Strategic context and international standing

This update comes at a time when the Kingdom occupies a leading global position in cybersecurity indicators, reflecting the wise leadership's commitment to achieving the goals of Vision 2030, which relies heavily on secure digital transformation. The "Siyouf" framework is a cornerstone in building a qualified workforce capable of protecting the nation's vital interests and bridging the cybersecurity skills gap in the global labor market, thus enhancing the Kingdom's regional and international competitiveness as a model for governance and development of cyber capabilities.

Comprehensive structure: 5 categories and 40 functional roles

The updated framework provides a precise and systematic classification of cybersecurity professionals, distributed across five main categories, which are further divided into 12 areas of specialization and 40 job roles. This classification aims to standardize job titles and responsibilities across different sectors, thereby facilitating recruitment, training, and professional development. The main categories include:

• Cybersecurity Architecture and Research and Development (CARD): This specializes in the design of secure systems and technological innovation.
• Leadership and Staff Development (LWD): Focuses on team management and human capacity building.
• Governance, Risk and Compliance (GRCL): This involves setting policies and ensuring compliance with regulations.
• Protection and Defense (PD): This is the first line of defense for monitoring threats and responding to incidents.
• Industrial Control Systems and Operational Technologies (ICS/OT): These specialize in protecting critical infrastructure and factories.

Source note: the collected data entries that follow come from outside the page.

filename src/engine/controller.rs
use std::num::NonZeroUsize;

use crate::model::candidate::Candidate;
use crate::model::config::CompleteConfig;
use crate::model::token::{TextEdit, Token};
use crate::ops::commit::commit;
use crate::ops::cursor::{Direction, advance};
use crate::ops::locate::locate;
use crate::ops::rank::Ranker;
use crate::util::unicode::display_width;

use super::CandidateSource;
use super::keys::{Key, KeyInput, KeyOutcome};

/// Where the dropdown hangs from: the start of the mention token.
#[derive(Debug, Clone, Copy, PartialEq, Eq)]
pub struct Anchor {
    /// Byte offset of the trigger character
    pub offset: usize,
    /// 0-based line of the trigger
    pub line: usize,
    /// Display column of the trigger within its line
    pub column: usize,
}

impl Anchor {
    pub fn at(text: &str, offset: usize) -> Self {
        let before = &text[..offset];
        let line_start = before.rfind('\n').map_or(0, |i| i + 1);
        Anchor {
            offset,
            line: before.matches('\n').count(),
            column: display_width(&before[line_start..]),
        }
    }
}

/// An open dropdown. Only built with a non-empty list and a selection inside it.
#[derive(Debug, Clone, PartialEq)]
pub struct OpenState {
    anchor: Anchor,
    token: Token,
    ranked: Vec<Candidate>,
    selected: usize,
}

impl OpenState {
    fn new(anchor: Anchor, token: Token, ranked: Vec<Candidate>) -> Option<Self> {
        if ranked.is_empty() {
            return None;
        }
        Some(OpenState {
            anchor,
            token,
            ranked,
            selected: 0,
        })
    }

    pub fn anchor(&self) -> Anchor {
        self.anchor
    }

    pub fn token(&self) -> &Token {
        &self.token
    }

    pub fn ranked(&self) -> &[Candidate] {
        &self.ranked
    }

    pub fn selected(&self) -> usize {
        self.selected
    }

    pub fn selected_candidate(&self) -> &Candidate {
        &self.ranked[self.selected]
    }

    fn count(&self) -> NonZeroUsize {
        NonZeroUsize::new(self.ranked.len()).unwrap_or(NonZeroUsize::MIN)
    }
}

#[derive(Debug, Clone, Default, PartialEq)]
pub enum State {
    #[default]
    Closed,
    Open(OpenState),
}

/// Drives the mention dropdown from host events.
///
/// The host reports text and caret changes, offers keys, and applies the
/// edits handed back. The controller never touches the buffer itself.
#[derive(Debug, Clone)]
pub struct Controller {
    trigger: char,
    ranker: Ranker,
    state: State,
    /// Set by an explicit dismissal; cleared by the next text change
    dismissed: bool,
}

impl Default for Controller {
    fn default() -> Self {
        Controller::new(&CompleteConfig::default())
    }
}

impl Controller {
    pub fn new(config: &CompleteConfig) -> Self {
        Controller {
            trigger: config.trigger,
            ranker: Ranker::from_config(config),
            state: State::Closed,
            dismissed: false,
        }
    }

    pub fn trigger(&self) -> char {
        self.trigger
    }

    /// Read-only projection for the presentation layer.
    pub fn render_state(&self) -> &State {
        &self.state
    }

    pub fn open_state(&self) -> Option<&OpenState> {
        match &self.state {
            State::Open(open) => Some(open),
            State::Closed => None,
        }
    }

    pub fn is_open(&self) -> bool {
        matches!(self.state, State::Open(_))
    }

    /// The buffer changed; re-evaluate even after a dismissal.
    pub fn on_input<S>(&mut self, text: &str, caret: usize, source: &S)
    where
        S: CandidateSource + ?Sized,
    {
        self.dismissed = false;
        self.evaluate(text, caret, source);
    }

    /// The caret moved without a text change.
    pub fn on_caret_moved<S>(&mut self, text: &str, caret: usize, source: &S)
    where
        S: CandidateSource + ?Sized,
    {
        if self.dismissed {
            return;
        }
        self.evaluate(text, caret, source);
    }

    /// Offer a key. Keys are only intercepted while the dropdown is open.
    pub fn on_key(&mut self, input: impl Into<KeyInput>) -> KeyOutcome {
        let input = input.into();
        let State::Open(open) = &mut self.state else {
            return KeyOutcome::pass();
        };
        if input.is_chord() {
            return KeyOutcome::pass();
        }

        match input.key {
            Key::Down => {
                open.selected = advance(open.selected, Direction::Next, open.count());
                log::trace!(target: "mention.controller", "select {}", open.selected);
                KeyOutcome::consumed()
            }
            Key::Up => {
                open.selected = advance(open.selected, Direction::Prev, open.count());
                log::trace!(target: "mention.controller", "select {}", open.selected);
                KeyOutcome::consumed()
            }
            Key::Enter | Key::Tab => {
                let edit = commit(open.selected_candidate(), &open.token, self.trigger);
                self.close();
                KeyOutcome::commit(edit)
            }
            Key::Esc => {
                self.dismiss();
                KeyOutcome::consumed()
            }
            // Close but let the host move the caret
            Key::Left | Key::Right => {
                self.dismiss();
                KeyOutcome::pass()
            }
            _ => KeyOutcome::pass(),
        }
    }

    /// Commit the row at `index` (pointer press on the list).
    pub fn pick(&mut self, index: usize) -> Option<TextEdit> {
        let open = self.open_state()?;
        let candidate = open.ranked.get(index)?;
        let edit = commit(candidate, &open.token, self.trigger);
        self.close();
        Some(edit)
    }

    pub fn on_blur(&mut self) {
        self.dismiss();
    }

    pub fn on_pointer_down_outside(&mut self) {
        self.dismiss();
    }

    fn dismiss(&mut self) {
        if self.is_open() {
            log::trace!(target: "mention.controller", "dismissed");
            self.dismissed = true;
        }
        self.state = State::Closed;
    }

    fn close(&mut self) {
        log::trace!(target: "mention.controller", "closed");
        self.state = State::Closed;
    }

    fn evaluate<S>(&mut self, text: &str, caret: usize, source: &S)
    where
        S: CandidateSource + ?Sized,
    {
        let token = locate(text, caret);
        let Some(query) = token.query(self.trigger) else {
            self.state = State::Closed;
            return;
        };
        let ranked = self.ranker.rank(&query, source.candidates());
        let anchor = Anchor::at(text, token.start);

        // The whole open state is replaced at once, selection back at 0
        self.state = match OpenState::new(anchor, token, ranked) {
            Some(open) => {
                log::trace!(
                    target: "mention.controller",
                    "open at {} with {} candidates for {query:?}",
                    open.anchor.offset,
                    open.ranked.len()
                );
                State::Open(open)
            }
            None => State::Closed,
        };
    }
}
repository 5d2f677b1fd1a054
use crate::model::candidate::Candidate;
use crate::model::token::{TextEdit, Token};

/// Canonical mention text for a candidate, trailing space included.
///
/// The space ends the word, so the locator no longer sees a trigger at the
/// caret once the edit is applied.
pub fn mention_text(candidate: &Candidate, trigger: char) -> String {
    format!("{trigger}{} ", candidate.display_name)
}

/// Replace `token` with the mention for `candidate`.
pub fn commit(candidate: &Candidate, token: &Token, trigger: char) -> TextEdit {
    TextEdit {
        start: token.start,
        delete_len: token.text.len(),
        insert: mention_text(candidate, trigger),
    }
}
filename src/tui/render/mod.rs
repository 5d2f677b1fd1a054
pub mod autocomplete;
pub mod editor;
pub mod status_row;

#[cfg(test)]
pub mod test_helpers;

use ratatui::Frame;
use ratatui::layout::{Constraint, Direction, Layout};
use ratatui::style::Style;
use ratatui::widgets::Block;

use super::app::App;

/// Main render function: editor, status row, then the dropdown on top
pub fn render(frame: &mut Frame, app: &mut App) {
    let area = frame.area();

    // Background fill
    let bg_style = Style::default().bg(app.theme.background);
    frame.render_widget(Block::default().style(bg_style), area);

    // Layout: editor | status row (1 row)
    let chunks = Layout::default()
        .direction(Direction::Vertical)
        .constraints([Constraint::Min(1), Constraint::Length(1)])
        .split(area);

    editor::render_editor(frame, app, chunks[0]);
    status_row::render_status_row(frame, app, chunks[1]);

    // Cleared every frame; set again only while the dropdown is drawn
    app.popup_area = None;
    if app.controller.is_open() {
        autocomplete::render_autocomplete(frame, app, chunks[0]);
    }
}
use clap::Parser;
use mention::cli::commands::Cli;
use mention::cli::handlers;

fn main() {
    let cli = Cli::parse();

    // No subcommand launches the editor
    if let Err(e) = handlers::dispatch(cli) {
        eprintln!("error: {}", e);
        std::process::exit(1);
    }
}
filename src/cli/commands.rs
use clap::{Args, Parser, Subcommand};

#[derive(Parser)]
#[command(name = "mn", about = concat!("@ mention v", env!("CARGO_PKG_VERSION"), " - mention autocomplete for plain text"), version)]
pub struct Cli {
    #[command(subcommand)]
    pub command: Option<Commands>,

    /// Output as JSON
    #[arg(long, global = true)]
    pub json: bool,

    /// User directory file (JSON array of users)
    #[arg(short = 'u', long = "users", global = true, default_value = "users.json")]
    pub users: String,

    /// Config file
    #[arg(short = 'c', long = "config", global = true, default_value = "mention.toml")]
    pub config: String,
}

#[derive(Subcommand)]
pub enum Commands {
    /// Show the word under the caret and whether it starts a mention
    Locate(LocateArgs),
    /// Rank the user directory against a query
    Rank(RankArgs),
    /// Complete the mention under the caret and print the result
    Complete(CompleteArgs),
    /// List the user directory
    Users,
    /// View or edit the config file
    Config(ConfigCmd),
}

#[derive(Args)]
pub struct LocateArgs {
    /// Text to inspect
    pub text: String,
    /// Caret byte offset (default: end of text)
    #[arg(long)]
    pub caret: Option<usize>,
}

#[derive(Args)]
pub struct RankArgs {
    /// Search text without the trigger (empty: browse)
    #[arg(default_value = "")]
    pub query: String,
}

#[derive(Args)]
pub struct CompleteArgs {
    /// Text containing the mention being typed
    pub text: String,
    /// Caret byte offset (default: end of text)
    #[arg(long)]
    pub caret: Option<usize>,
    /// Move the selection down this many times before committing
    #[arg(long, default_value_t = 0)]
    pub next: usize,
    /// Move the selection up this many times before committing
    #[arg(long, default_value_t = 0)]
    pub prev: usize,
}

#[derive(Args)]
pub struct ConfigCmd {
    #[command(subcommand)]
    pub action: ConfigAction,
}

#[derive(Subcommand)]
pub enum ConfigAction {
    /// Print the effective config
    Show,
    /// Set a key, e.g. `complete.min_similarity 0.4`
    Set {
        key: String,
        value: String,
    },
}
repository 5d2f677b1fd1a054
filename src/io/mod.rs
pub mod config_io;
pub mod directory;
pub mod watcher;

pub use directory::{DirectoryError, UserDirectory};
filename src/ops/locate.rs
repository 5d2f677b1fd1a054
use std::sync::LazyLock;

use regex::Regex;

use crate::model::token::Token;

// Literal patterns; construction cannot fail.
static RUN_BEFORE: LazyLock<Regex> = LazyLock::new(|| Regex::new(r"\S*$").expect("run-before pattern"));
static RUN_AFTER: LazyLock<Regex> = LazyLock::new(|| Regex::new(r"^\S*").expect("run-after pattern"));

/// Snap a caret to a valid byte offset: clamp to the end, then floor to a char boundary.
pub fn clamp_caret(text: &str, caret: usize) -> usize {
    let mut caret = caret.min(text.len());
    while !text.is_char_boundary(caret) {
        caret -= 1;
    }
    caret
}

/// Find the non-whitespace run touching `caret`.
///
/// The run may extend to both sides of the caret, so a caret in the middle of
/// `@alice` yields the whole word. With whitespace on both sides the token is
/// empty and starts at the caret.
pub fn locate(text: &str, caret: usize) -> Token {
    let caret = clamp_caret(text, caret);
    let (before, after) = text.split_at(caret);

    let left = RUN_BEFORE.find(before).map_or("", |m| m.as_str());
    let right = RUN_AFTER.find(after).map_or("", |m| m.as_str());

    Token {
        text: format!("{left}{right}"),
        start: caret - left.len(),
    }
}

#[cfg(test)]
mod tests {
    use super::*;
    use pretty_assertions::assert_eq;

    fn tok(text: &str, start: usize) -> Token {
        Token {
            text: text.into(),
            start,
        }
    }

    #[test]
    fn caret_at_end_of_trigger_word() {
        assert_eq!(locate("hello @al", 9), tok("@al", 6));
    }

    #[test]
    fn caret_mid_word_takes_whole_word() {
        assert_eq!(locate("hello @alice bye", 8), tok("@alice", 6));
    }

    #[test]
    fn caret_before_word_touches_from_right() {
        assert_eq!(locate("hi @bob", 3), tok("@bob", 3));
    }

    #[test]
    fn caret_after_space_is_empty() {
        assert_eq!(locate("hello ", 6), tok("", 6));
        assert_eq!(locate("a  b", 2), tok("", 2));
    }

    #[test]
    fn plain_word_is_not_trigger() {
        let t = locate("plain text", 5);
        assert_eq!(t, tok("plain", 0));
        assert!(!t.is_trigger('@'));
    }

    #[test]
    fn empty_text() {
        assert_eq!(locate("", 0), tok("", 0));
    }

    #[test]
    fn caret_past_end_is_clamped() {
        assert_eq!(locate("@x", 40), tok("@x", 0));
    }

    #[test]
    fn caret_inside_multibyte_char_floors() {
        // 'é' is two bytes; offset 2 lands inside it
        assert_eq!(clamp_caret("@é", 2), 1);
        assert_eq!(locate("@é", 2), tok("@é", 0));
    }

    #[test]
    fn newlines_delimit_tokens() {
        assert_eq!(locate("line one\n@ca", 12), tok("@ca", 9));
    }

    #[test]
    fn token_text_never_contains_whitespace() {
        let samples = ["", " ", "a b", "@al ice", "\t@x\ny", "  @  ", "tab\there"];
        for text in samples {
            for caret in 0..=text.len() {
                let t = locate(text, caret);
                assert!(
                    !t.text.chars().any(char::is_whitespace),
                    "{text:?} at {caret} gave {t:?}"
                );
                assert_eq!(&text[t.start..t.end()], t.text);
            }
        }
    }
}
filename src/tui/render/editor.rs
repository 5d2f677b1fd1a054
use ratatui::Frame;
use ratatui::layout::{Position, Rect};
use ratatui::style::{Modifier, Style};
use ratatui::text::{Line, Span};
use ratatui::widgets::Paragraph;

use crate::tui::app::App;
use crate::util::unicode::to_cells;

/// Render the text buffer, keeping the caret line in view.
/// The mention being completed is highlighted while the dropdown is open.
pub fn render_editor(frame: &mut Frame, app: &mut App, area: Rect) {
    app.editor_area = area;
    let height = area.height.max(1) as usize;
    let (caret_line, caret_col) = app.caret_position();

    if caret_line < app.scroll_line {
        app.scroll_line = caret_line;
    } else if caret_line >= app.scroll_line + height {
        app.scroll_line = caret_line + 1 - height;
    }

    let base = Style::default().fg(app.theme.text).bg(app.theme.background);
    let mention = Style::default()
        .fg(app.theme.highlight)
        .bg(app.theme.background)
        .add_modifier(Modifier::BOLD);
    let active = app
        .controller
        .open_state()
        .map(|open| (open.token().start, open.token().end()));

    let mut lines: Vec<Line> = Vec::new();
    let mut line_start = 0;
    for (i, text) in app.buffer.split('\n').enumerate() {
        let line_end = line_start + text.len();
        if i >= app.scroll_line && i < app.scroll_line + height {
            let line = match active {
                Some((s, e)) if s >= line_start && e <= line_end => Line::from(vec![
                    Span::styled(text[..s - line_start].to_string(), base),
                    Span::styled(text[s - line_start..e - line_start].to_string(), mention),
                    Span::styled(text[e - line_start..].to_string(), base),
                ]),
                _ => Line::from(Span::styled(text.to_string(), base)),
            };
            lines.push(line);
        }
        line_start = line_end + 1;
    }

    frame.render_widget(Paragraph::new(lines).style(base), area);

    let x = area
        .x
        .saturating_add(to_cells(caret_col).min(area.width.saturating_sub(1)));
    let y = area.y.saturating_add(to_cells(caret_line - app.scroll_line));
    frame.set_cursor_position(Position::new(x, y));
}
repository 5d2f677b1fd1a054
use unicode_segmentation::UnicodeSegmentation;
use unicode_width::UnicodeWidthStr;

/// Cells a tab occupies.
const TAB_WIDTH: usize = 4;

/// Display width in terminal cells.
pub fn display_width(s: &str) -> usize {
    s.graphemes(true).map(grapheme_width).sum()
}

/// A cell count as a terminal coordinate, saturating at `u16::MAX`.
pub fn to_cells(n: usize) -> u16 {
    u16::try_from(n).unwrap_or(u16::MAX)
}

fn grapheme_width(g: &str) -> usize {
    if g == "\t" {
        TAB_WIDTH
    } else {
        UnicodeWidthStr::width(g)
    }
}

/// Cut `s` to at most `max_cells`, ending in `…` when something was dropped.
pub fn truncate_to_width(s: &str, max_cells: usize) -> String {
    if display_width(s) <= max_cells {
        return s.to_string();
    }
    if max_cells == 0 {
        return String::new();
    }
    let budget = max_cells - 1;
    let mut used = 0;
    let mut out = String::new();
    for g in s.graphemes(true) {
        let w = grapheme_width(g);
        if used + w > budget {
            break;
        }
        used += w;
        out.push_str(g);
    }
    out.push('\u{2026}');
    out
}

/// Byte offset of the grapheme after the one at `offset`, or `None` at the end.
pub fn next_grapheme_boundary(s: &str, offset: usize) -> Option<usize> {
    let rest = s.get(offset..)?;
    let g = rest.graphemes(true).next()?;
    Some(offset + g.len())
}

/// Byte offset of the grapheme before `offset`, or `None` at the start.
pub fn prev_grapheme_boundary(s: &str, offset: usize) -> Option<usize> {
    let head = s.get(..offset)?;
    let g = head.graphemes(true).next_back()?;
    Some(offset - g.len())
}

/// Byte range of the line containing `offset`, newline excluded.
pub fn line_bounds(s: &str, offset: usize) -> (usize, usize) {
    let offset = offset.min(s.len());
    let start = s[..offset].rfind('\n').map_or(0, |i| i + 1);
    let end = s[offset..].find('\n').map_or(s.len(), |i| offset + i);
    (start, end)
}

/// Byte offset in `line` closest to display column `col`, snapped to a grapheme start.
pub fn offset_at_column(line: &str, col: usize) -> usize {
    let mut used = 0;
    for (i, g) in line.grapheme_indices(true) {
        let w = grapheme_width(g);
        if used + w > col {
            return i;
        }
        used += w;
    }
    line.len()
}
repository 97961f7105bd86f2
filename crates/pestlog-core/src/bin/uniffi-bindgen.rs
fn main() {
    uniffi::uniffi_bindgen_main()
}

Optical Signaling Protocol (TLP)

One of the most significant additions in the updated version is the adoption of the Optical Sign Language (TLP) protocol as a global standard for classifying and sharing sensitive information. The protocol aims to regulate the flow of information based on its level of confidentiality to ensure that sensitive data is not leaked, and it divides information into four color-coded levels:

• Red: Top Secret, sharing outside the direct recipient is prohibited.
• Orange: Limited circulation within the entity or with the relevant persons only.
• Green: It is permissible to exchange it within the professional community or sector without publishing it to the public.
• Transparent (Clear): Public information that can be freely traded without restrictions.

Areas of competence and the future of training

The framework introduced the concept of "competency areas" to link theoretical skills with practical application, helping educational and training institutions design programs that align with actual labor market needs. The authority emphasized that this framework is not a rigid template but a dynamic document that will undergo periodic reviews to keep pace with evolving cyber threats. It recommended that all government and private entities adopt this framework to ensure a common language and effective integration in addressing digital challenges.